Are you a college student, bored, unmotivated, and struggling to meet your academic goals? The semester is wrapping up, finals are quickly approaching, and you’re about ready to pull your hair out. Sounds familiar? If yes, you’re not alone… and it’s not too late to capitalize on a few study break ideas for college students to bring some fun back into your life. 

An occasional breather is essential for mental health and creative thinking/problem-solving abilities. But it’s beyond taking a nap or catching up with the latest Netflix release. 

This blog focuses on 9 study break ideas that are relatively easy but can often lead to unexpected bursts of motivation and productivity. 

Importance of Taking Breaks When Studying

It can be easy to push yourself too far.

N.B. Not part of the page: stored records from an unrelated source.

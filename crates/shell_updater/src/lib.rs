//! Shell updater: feed checks, artifact downloads and binary replacement.
mod engine;
mod feed;
mod install;
mod manifest;
mod persist;
mod types;

pub use engine::UpdaterHandle;
pub use feed::{ChannelProgressSink, FeedSettings, ProgressSink, ReqwestFeed, UpdateFeed};
pub use install::{was_just_updated, InstallError, Installer, UPDATED_FLAG};
pub use manifest::{Manifest, Version};
pub use persist::{ensure_download_dir, ArtifactWriter, PersistError};
pub use types::{
    CheckId, DownloadAttempt, DownloadedArtifact, FeedError, FeedFailureKind, UpdaterEvent,
};
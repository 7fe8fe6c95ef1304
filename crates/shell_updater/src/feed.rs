use std::error::Error as _;
use std::path::PathBuf;
use std::time::Duration;

use futures_util::StreamExt;
use sha2::{Digest, Sha256};
use shell_logging::{shell_debug, shell_info, UPDATE_TARGET};
use url::Url;

use crate::persist::ArtifactWriter;
use crate::{
    DownloadAttempt, DownloadedArtifact, FeedError, FeedFailureKind, Manifest, UpdaterEvent,
};

#[derive(Debug, Clone)]
pub struct FeedSettings {
    pub feed_url: Url,
    pub current_version: String,
    pub allow_prerelease: bool,
    pub download_dir: PathBuf,
    pub connect_timeout: Duration,
    /// Applies to the manifest request only; downloads run until done or failed.
    pub check_timeout: Duration,
    pub user_agent: String,
}

impl FeedSettings {
    pub fn new(feed_url: Url, current_version: impl Into<String>, download_dir: PathBuf) -> Self {
        Self {
            feed_url,
            current_version: current_version.into(),
            allow_prerelease: true,
            download_dir,
            connect_timeout: Duration::from_secs(10),
            check_timeout: Duration::from_secs(30),
            user_agent: "kiosk-shell-updater".to_string(),
        }
    }
}

pub trait ProgressSink: Send + Sync {
    fn emit(&self, event: UpdaterEvent);
}

pub struct ChannelProgressSink {
    tx: std::sync::mpsc::Sender<UpdaterEvent>,
}

impl ChannelProgressSink {
    pub fn new(tx: std::sync::mpsc::Sender<UpdaterEvent>) -> Self {
        Self { tx }
    }
}

impl ProgressSink for ChannelProgressSink {
    fn emit(&self, event: UpdaterEvent) {
        let _ = self.tx.send(event);
    }
}

#[async_trait::async_trait]
pub trait UpdateFeed: Send + Sync {
    /// `Ok(None)` when the feed's version is not newer than the running one.
    async fn check(&self) -> Result<Option<Manifest>, FeedError>;

    async fn download(
        &self,
        attempt: DownloadAttempt,
        manifest: &Manifest,
        sink: &dyn ProgressSink,
    ) -> Result<DownloadedArtifact, FeedError>;
}

#[derive(Debug, Clone)]
pub struct ReqwestFeed {
    settings: FeedSettings,
    client: reqwest::Client,
}

impl ReqwestFeed {
    pub fn new(settings: FeedSettings) -> Result<Self, FeedError> {
        let client = reqwest::Client::builder()
            .connect_timeout(settings.connect_timeout)
            .user_agent(settings.user_agent.clone())
            .build()
            .map_err(|err| FeedError::new(FeedFailureKind::FeedUnreachable, err.to_string()))?;
        Ok(Self { settings, client })
    }

    pub fn settings(&self) -> &FeedSettings {
        &self.settings
    }
}

#[async_trait::async_trait]
impl UpdateFeed for ReqwestFeed {
    async fn check(&self) -> Result<Option<Manifest>, FeedError> {
        let response = self
            .client
            .get(self.settings.feed_url.clone())
            .timeout(self.settings.check_timeout)
            .send()
            .await
            .map_err(|err| map_reqwest_error(&err, FeedFailureKind::FeedUnreachable))?;

        let status = response.status();
        if !status.is_success() {
            return Err(FeedError::new(
                FeedFailureKind::FeedUnreachable,
                format!("feed answered {status}"),
            ));
        }

        let body = response
            .bytes()
            .await
            .map_err(|err| map_reqwest_error(&err, FeedFailureKind::FeedUnreachable))?;
        let manifest = Manifest::parse(&body)?;

        if manifest.is_newer_than(&self.settings.current_version, self.settings.allow_prerelease)? {
            shell_info!(
                target: UPDATE_TARGET,
                "feed offers {} (running {})",
                manifest.version,
                self.settings.current_version
            );
            Ok(Some(manifest))
        } else {
            shell_debug!(
                target: UPDATE_TARGET,
                "feed version {} is not newer than {}",
                manifest.version,
                self.settings.current_version
            );
            Ok(None)
        }
    }

    async fn download(
        &self,
        attempt: DownloadAttempt,
        manifest: &Manifest,
        sink: &dyn ProgressSink,
    ) -> Result<DownloadedArtifact, FeedError> {
        let url = manifest.artifact_url(&self.settings.feed_url)?;
        let response = self
            .client
            .get(url.clone())
            .send()
            .await
            .map_err(|err| map_reqwest_error(&err, FeedFailureKind::DownloadFailed))?;

        let status = response.status();
        if !status.is_success() {
            return Err(FeedError::new(
                FeedFailureKind::DownloadFailed,
                format!("artifact request answered {status}"),
            ));
        }

        let total = response.content_length().or(manifest.size).filter(|len| *len > 0);
        let mut writer = ArtifactWriter::create(&self.settings.download_dir).map_err(download_io)?;
        let mut hasher = Sha256::new();
        let mut received: u64 = 0;
        let mut last_percent = 0.0;

        sink.emit(UpdaterEvent::Progress {
            attempt,
            percent: 0.0,
        });

        let mut stream = response.bytes_stream();
        while let Some(chunk) = stream.next().await {
            let chunk =
                chunk.map_err(|err| map_reqwest_error(&err, FeedFailureKind::DownloadFailed))?;
            hasher.update(&chunk);
            writer.write_chunk(&chunk).map_err(download_io)?;
            received += chunk.len() as u64;

            if let Some(total) = total {
                let percent = ((received as f64 / total as f64) * 100.0).min(100.0);
                // Whole-percent steps keep the renderer channel quiet.
                if percent.floor() > last_percent {
                    last_percent = percent.floor();
                    sink.emit(UpdaterEvent::Progress {
                        attempt,
                        percent: last_percent,
                    });
                }
            }
        }

        if let Some(expected) = manifest.size {
            if expected != received {
                return Err(FeedError::new(
                    FeedFailureKind::DownloadFailed,
                    format!("size mismatch: expected {expected} bytes, got {received}"),
                ));
            }
        }

        let digest = to_hex(&hasher.finalize());
        if let Some(expected) = manifest.sha256.as_deref() {
            if !expected.trim().eq_ignore_ascii_case(&digest) {
                return Err(FeedError::new(
                    FeedFailureKind::DownloadFailed,
                    "checksum mismatch",
                ));
            }
        }

        let path = writer
            .finish(&manifest.file_name(&self.settings.feed_url))
            .map_err(download_io)?;
        if last_percent < 100.0 {
            sink.emit(UpdaterEvent::Progress {
                attempt,
                percent: 100.0,
            });
        }
        shell_info!(
            target: UPDATE_TARGET,
            "downloaded {} ({} bytes) to {:?}",
            manifest.version,
            received,
            path
        );

        Ok(DownloadedArtifact {
            version: manifest.version.clone(),
            path,
            sha256: digest,
            byte_len: received,
        })
    }
}

fn download_io(err: crate::PersistError) -> FeedError {
    FeedError::new(FeedFailureKind::DownloadFailed, err.to_string())
}

fn to_hex(bytes: &[u8]) -> String {
    bytes.iter().map(|byte| format!("{byte:02x}")).collect()
}

/// Connection-level failures are split by whether the name could be resolved
/// at all; everything else keeps the stage's own kind.
fn map_reqwest_error(err: &reqwest::Error, stage_kind: FeedFailureKind) -> FeedError {
    let message = error_chain(err);
    if err.is_connect() {
        return FeedError::new(classify_connect_failure(&message), message);
    }
    if err.is_timeout() {
        return FeedError::new(FeedFailureKind::FeedUnreachable, message);
    }
    FeedError::new(stage_kind, message)
}

pub(crate) fn classify_connect_failure(message: &str) -> FeedFailureKind {
    let lower = message.to_ascii_lowercase();
    let offline_markers = [
        "dns error",
        "failed to lookup address",
        "name or service not known",
        "no such host",
        "temporary failure in name resolution",
        "network is unreachable",
        "nodename nor servname",
    ];
    if offline_markers.iter().any(|marker| lower.contains(marker)) {
        FeedFailureKind::NetworkDisconnected
    } else {
        FeedFailureKind::FeedUnreachable
    }
}

fn error_chain(err: &reqwest::Error) -> String {
    let mut message = err.to_string();
    let mut source = err.source();
    while let Some(cause) = source {
        message.push_str(": ");
        message.push_str(&cause.to_string());
        source = cause.source();
    }
    message
}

But you’re not a machine, nor should you treat yourself like one. After all, machines need constant maintenance to keep going.

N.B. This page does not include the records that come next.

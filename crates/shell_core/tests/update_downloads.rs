use std::sync::Once;

use pretty_assertions::assert_eq;
use shell_core::{
    update, AppState, ConfirmPrompt, Effect, FailureKind, Msg, Notification, Phase, ReleaseInfo,
    UpdateFailure, UserMessage,
};

fn init_logging() {
    static INIT: Once = Once::new();
    INIT.call_once(shell_logging::initialize_for_tests);
}

fn available(version: &str) -> AppState {
    let (state, effects) = update(AppState::new("1.0.0"), Msg::CheckRequested { manual: false });
    let check_id = match effects.as_slice() {
        [Effect::StartCheck { check_id }] => *check_id,
        other => panic!("unexpected effects {other:?}"),
    };
    let (state, _) = update(
        state,
        Msg::CheckFinished {
            check_id,
            result: Ok(Some(ReleaseInfo::new(version))),
        },
    );
    state
}

fn start_download(state: AppState) -> (AppState, u64) {
    let (state, effects) = update(state, Msg::DownloadRequested);
    let attempt = match effects.first() {
        Some(Effect::StartDownload { attempt, .. }) => *attempt,
        other => panic!("expected StartDownload, got {other:?}"),
    };
    (state, attempt)
}

fn progress_notifications(effects: &[Effect]) -> Vec<f64> {
    effects
        .iter()
        .filter_map(|effect| match effect {
            Effect::Notify(Notification::DownloadProgress { percent }) => Some(*percent),
            _ => None,
        })
        .collect()
}

#[test]
fn download_reports_monotonic_progress() {
    init_logging();
    let (state, effects) = update(available("2.0.0"), Msg::DownloadRequested);
    assert_eq!(
        effects,
        vec![
            Effect::StartDownload {
                attempt: 1,
                version: "2.0.0".to_string()
            },
            Effect::Notify(Notification::DownloadProgress { percent: 0.0 }),
            Effect::SetTaskProgress(Some(0.0)),
        ]
    );
    assert_eq!(state.update_state().phase(), Phase::Downloading);
    assert_eq!(state.update_state().progress_percent(), Some(0.0));

    let mut seen = Vec::new();
    let mut state = state;
    for percent in [12.5, 40.0, 30.0, 40.0, 250.0, f64::NAN] {
        let (next, effects) = update(state, Msg::DownloadProgress { attempt: 1, percent });
        seen.extend(progress_notifications(&effects));
        state = next;
    }

    assert_eq!(seen, vec![12.5, 40.0, 100.0]);
    assert_eq!(state.update_state().progress_percent(), Some(100.0));
}

#[test]
fn progress_is_mirrored_to_the_task_indicator() {
    init_logging();
    let (state, attempt) = start_download(available("2.0.0"));

    let (state, effects) = update(state, Msg::DownloadProgress { attempt, percent: 50.0 });
    assert!(effects.contains(&Effect::SetTaskProgress(Some(0.5))));

    let (_state, effects) = update(state, Msg::DownloadFinished { attempt, result: Ok(()) });
    assert_eq!(effects.first(), Some(&Effect::SetTaskProgress(None)));
}

#[test]
fn second_download_request_is_ignored_while_downloading() {
    init_logging();
    let (state, attempt) = start_download(available("2.0.0"));
    let (state, _) = update(state, Msg::DownloadProgress { attempt, percent: 37.0 });

    let (state, effects) = update(state, Msg::DownloadRequested);
    assert!(effects.is_empty());
    assert_eq!(state.update_state().download_attempt(), attempt);
    assert_eq!(state.update_state().progress_percent(), Some(37.0));

    // A background check is ignored; a manual one is told why.
    let (state, effects) = update(state, Msg::CheckRequested { manual: false });
    assert!(effects.is_empty());
    let (state, effects) = update(state, Msg::CheckRequested { manual: true });
    assert_eq!(effects, vec![Effect::ShowMessage(UserMessage::AlreadyDownloading)]);
    assert_eq!(state.update_state().phase(), Phase::Downloading);
    assert_eq!(state.update_state().progress_percent(), Some(37.0));
}

#[test]
fn download_failure_lands_in_error_and_is_always_visible() {
    init_logging();
    let (state, attempt) = start_download(available("2.0.0"));
    let (state, _) = update(state, Msg::DownloadProgress { attempt, percent: 80.0 });
    let failure = UpdateFailure::new(FailureKind::DownloadFailed, "checksum mismatch");

    let (state, effects) = update(
        state,
        Msg::DownloadFinished {
            attempt,
            result: Err(failure.clone()),
        },
    );

    assert_eq!(state.update_state().phase(), Phase::Error);
    assert_eq!(state.update_state().progress_percent(), None);
    assert_eq!(state.update_state().version(), None);
    let text = failure.user_message();
    assert_eq!(
        effects,
        vec![
            Effect::SetTaskProgress(None),
            Effect::Notify(Notification::UpdateError {
                message: text.clone()
            }),
            Effect::ShowMessage(UserMessage::Failed { text }),
        ]
    );
}

#[test]
fn new_attempt_resets_progress_and_drops_stale_events() {
    init_logging();
    let (state, first) = start_download(available("2.0.0"));
    let (state, _) = update(state, Msg::DownloadProgress { attempt: first, percent: 90.0 });
    let (state, _) = update(
        state,
        Msg::DownloadFinished {
            attempt: first,
            result: Err(UpdateFailure::new(FailureKind::NetworkDisconnected, "reset")),
        },
    );

    // Retry: check again, find the release again, download again.
    let (state, effects) = update(state, Msg::CheckRequested { manual: true });
    let check_id = match effects.as_slice() {
        [Effect::StartCheck { check_id }] => *check_id,
        other => panic!("unexpected effects {other:?}"),
    };
    let (state, _) = update(
        state,
        Msg::CheckFinished {
            check_id,
            result: Ok(Some(ReleaseInfo::new("2.0.0"))),
        },
    );
    let (state, second) = start_download(state);
    assert_ne!(first, second);
    assert_eq!(state.update_state().progress_percent(), Some(0.0));

    let (state, effects) = update(state, Msg::DownloadProgress { attempt: first, percent: 95.0 });
    assert!(effects.is_empty());
    assert_eq!(state.update_state().progress_percent(), Some(0.0));

    let (state, effects) = update(state, Msg::DownloadFinished { attempt: first, result: Ok(()) });
    assert!(effects.is_empty());
    assert_eq!(state.update_state().phase(), Phase::Downloading);
}

#[test]
fn install_requires_confirmation_and_sets_shutdown_intent() {
    init_logging();
    let (state, attempt) = start_download(available("2.0.0"));
    let (state, effects) = update(state, Msg::DownloadFinished { attempt, result: Ok(()) });
    assert!(effects.contains(&Effect::Confirm(ConfirmPrompt::Install {
        version: "2.0.0".to_string()
    })));
    assert_eq!(state.update_state().phase(), Phase::Downloaded);
    assert!(!state.shutdown_intent().is_set());

    // Asking again from the renderer re-opens the prompt without side effects.
    let (state, effects) = update(state, Msg::InstallRequested);
    assert_eq!(
        effects,
        vec![Effect::Confirm(ConfirmPrompt::Install {
            version: "2.0.0".to_string()
        })]
    );
    assert!(!state.shutdown_intent().is_set());
    assert!(state.window().close_interception_armed());

    let (state, effects) = update(state, Msg::InstallConfirmed);
    assert_eq!(state.update_state().phase(), Phase::Installing);
    assert!(state.shutdown_intent().is_set());
    assert!(!state.window().close_interception_armed());
    assert_eq!(
        effects,
        vec![
            Effect::CloseWindow,
            Effect::QuitAndInstall {
                version: "2.0.0".to_string()
            },
        ]
    );

    // The close that follows is not intercepted.
    let (_state, effects) = update(state, Msg::WindowCloseRequested);
    assert_eq!(effects, vec![Effect::DestroyWindow]);
}

#[test]
fn install_confirmation_outside_downloaded_is_ignored() {
    init_logging();
    let state = available("2.0.0");
    let (state, effects) = update(state, Msg::InstallConfirmed);
    assert!(effects.is_empty());
    assert_eq!(state.update_state().phase(), Phase::Available);
    assert!(!state.shutdown_intent().is_set());
}

#[test]
fn deferred_install_runs_on_quit_once() {
    init_logging();
    let (state, attempt) = start_download(available("2.0.0"));
    let (state, _) = update(state, Msg::DownloadFinished { attempt, result: Ok(()) });

    let (state, effects) = update(state, Msg::InstallDeferred);
    assert!(effects.is_empty());
    assert_eq!(state.update_state().phase(), Phase::Idle);
    assert_eq!(state.update_state().pending_install(), Some("2.0.0"));
    assert!(!state.shutdown_intent().is_set());

    let (state, effects) = update(state, Msg::QuitRequested);
    assert_eq!(
        effects,
        vec![
            Effect::InstallOnExit {
                version: "2.0.0".to_string()
            },
            Effect::Quit,
        ]
    );
    assert!(state.shutdown_intent().is_set());

    let (_state, effects) = update(state, Msg::BeforeQuit);
    assert!(effects.is_empty());
}

fn deferred(version: &str) -> AppState {
    let (state, attempt) = start_download(available(version));
    let (state, _) = update(state, Msg::DownloadFinished { attempt, result: Ok(()) });
    let (state, _) = update(state, Msg::InstallDeferred);
    state
}

fn check_finds(state: AppState, version: &str) -> (AppState, Vec<Effect>) {
    let (state, effects) = update(state, Msg::CheckRequested { manual: true });
    let check_id = match effects.as_slice() {
        [Effect::StartCheck { check_id }] => *check_id,
        other => panic!("unexpected effects {other:?}"),
    };
    update(
        state,
        Msg::CheckFinished {
            check_id,
            result: Ok(Some(ReleaseInfo::new(version))),
        },
    )
}

#[test]
fn deferred_release_found_again_offers_install() {
    init_logging();
    let (state, effects) = check_finds(deferred("2.0.0"), "2.0.0");

    assert_eq!(
        effects,
        vec![
            Effect::Notify(Notification::UpdateDownloaded {
                version: "2.0.0".to_string()
            }),
            Effect::Confirm(ConfirmPrompt::Install {
                version: "2.0.0".to_string()
            }),
        ]
    );
    assert_eq!(state.update_state().phase(), Phase::Downloaded);

    let (state, effects) = update(state, Msg::DownloadRequested);
    assert!(effects.is_empty());

    let (state, _) = update(state, Msg::InstallDeferred);
    assert_eq!(state.update_state().pending_install(), Some("2.0.0"));
    let (_state, effects) = update(state, Msg::QuitRequested);
    assert_eq!(
        effects,
        vec![
            Effect::InstallOnExit {
                version: "2.0.0".to_string()
            },
            Effect::Quit,
        ]
    );
}

#[test]
fn failed_newer_download_keeps_deferred_install() {
    init_logging();
    let (state, _) = check_finds(deferred("2.0.0"), "3.0.0");
    assert_eq!(state.update_state().phase(), Phase::Available);

    let (state, attempt) = start_download(state);
    let (state, _) = update(
        state,
        Msg::DownloadFinished {
            attempt,
            result: Err(UpdateFailure::new(FailureKind::DownloadFailed, "reset")),
        },
    );
    let (_state, effects) = update(state, Msg::QuitRequested);
    assert_eq!(
        effects,
        vec![
            Effect::InstallOnExit {
                version: "2.0.0".to_string()
            },
            Effect::Quit,
        ]
    );
}

#[test]
fn completed_newer_download_supersedes_deferred_install() {
    init_logging();
    let (state, _) = check_finds(deferred("2.0.0"), "3.0.0");
    let (state, attempt) = start_download(state);
    let (state, _) = update(state, Msg::DownloadFinished { attempt, result: Ok(()) });
    assert_eq!(state.update_state().pending_install(), None);

    let (_state, effects) = update(state, Msg::QuitRequested);
    assert_eq!(
        effects,
        vec![
            Effect::InstallOnExit {
                version: "3.0.0".to_string()
            },
            Effect::Quit,
        ]
    );
}

#[test]
fn end_to_end_update_flow() {
    init_logging();
    let mut notifications = Vec::new();
    let mut collect = |effects: &[Effect]| {
        for effect in effects {
            if let Effect::Notify(notification) = effect {
                notifications.push(notification.clone());
            }
        }
    };

    let (state, effects) = update(AppState::new("1.0.0"), Msg::CheckRequested { manual: false });
    collect(&effects);
    let (state, effects) = update(
        state,
        Msg::CheckFinished {
            check_id: 1,
            result: Ok(Some(ReleaseInfo::new("2.0.0"))),
        },
    );
    collect(&effects);
    let (state, effects) = update(state, Msg::DownloadRequested);
    collect(&effects);
    let mut state = state;
    for percent in [0.0, 37.0, 100.0] {
        let (next, effects) = update(state, Msg::DownloadProgress { attempt: 1, percent });
        collect(&effects);
        state = next;
    }
    let (state, effects) = update(state, Msg::DownloadFinished { attempt: 1, result: Ok(()) });
    collect(&effects);
    let (state, effects) = update(state, Msg::InstallConfirmed);
    collect(&effects);

    assert_eq!(
        notifications,
        vec![
            Notification::UpdateAvailable {
                version: "2.0.0".to_string(),
                release_notes: None,
            },
            Notification::DownloadProgress { percent: 0.0 },
            Notification::DownloadProgress { percent: 37.0 },
            Notification::DownloadProgress { percent: 100.0 },
            Notification::UpdateDownloaded {
                version: "2.0.0".to_string()
            },
        ]
    );
    assert!(state.shutdown_intent().is_set());
    let (_state, effects) = update(state, Msg::WindowCloseRequested);
    assert_eq!(effects, vec![Effect::DestroyWindow]);
}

So, how do you know it’s time to take a study break? Below are several signs:

  • You’re feeling unfocused and can’t wait to take some time off your books or computer screen
  • You’re having trouble retaining information, regardless of how many times you try to re-read a particular section
  • Intense eye twitching accompanied by swelling, watering, and redness
  • You feel like a ticking time bomb. Your body switches into the fight and flight mode, making you easily agitated by minor things.
  • You’ve been staring at the same page for several minutes, and all you can picture is the last time you had a good nap.
  • You feel physically drained from sitting at your desk for too long 
  • Your roommate repeatedly threatens to call campus security on you for “studying too hard.”
  • The words on your screen have started to blur.
  • Your head is starting to hurt, and you can’t tell if it’s from staring at the computer screen or from all the stress in your life that has now come rushing back.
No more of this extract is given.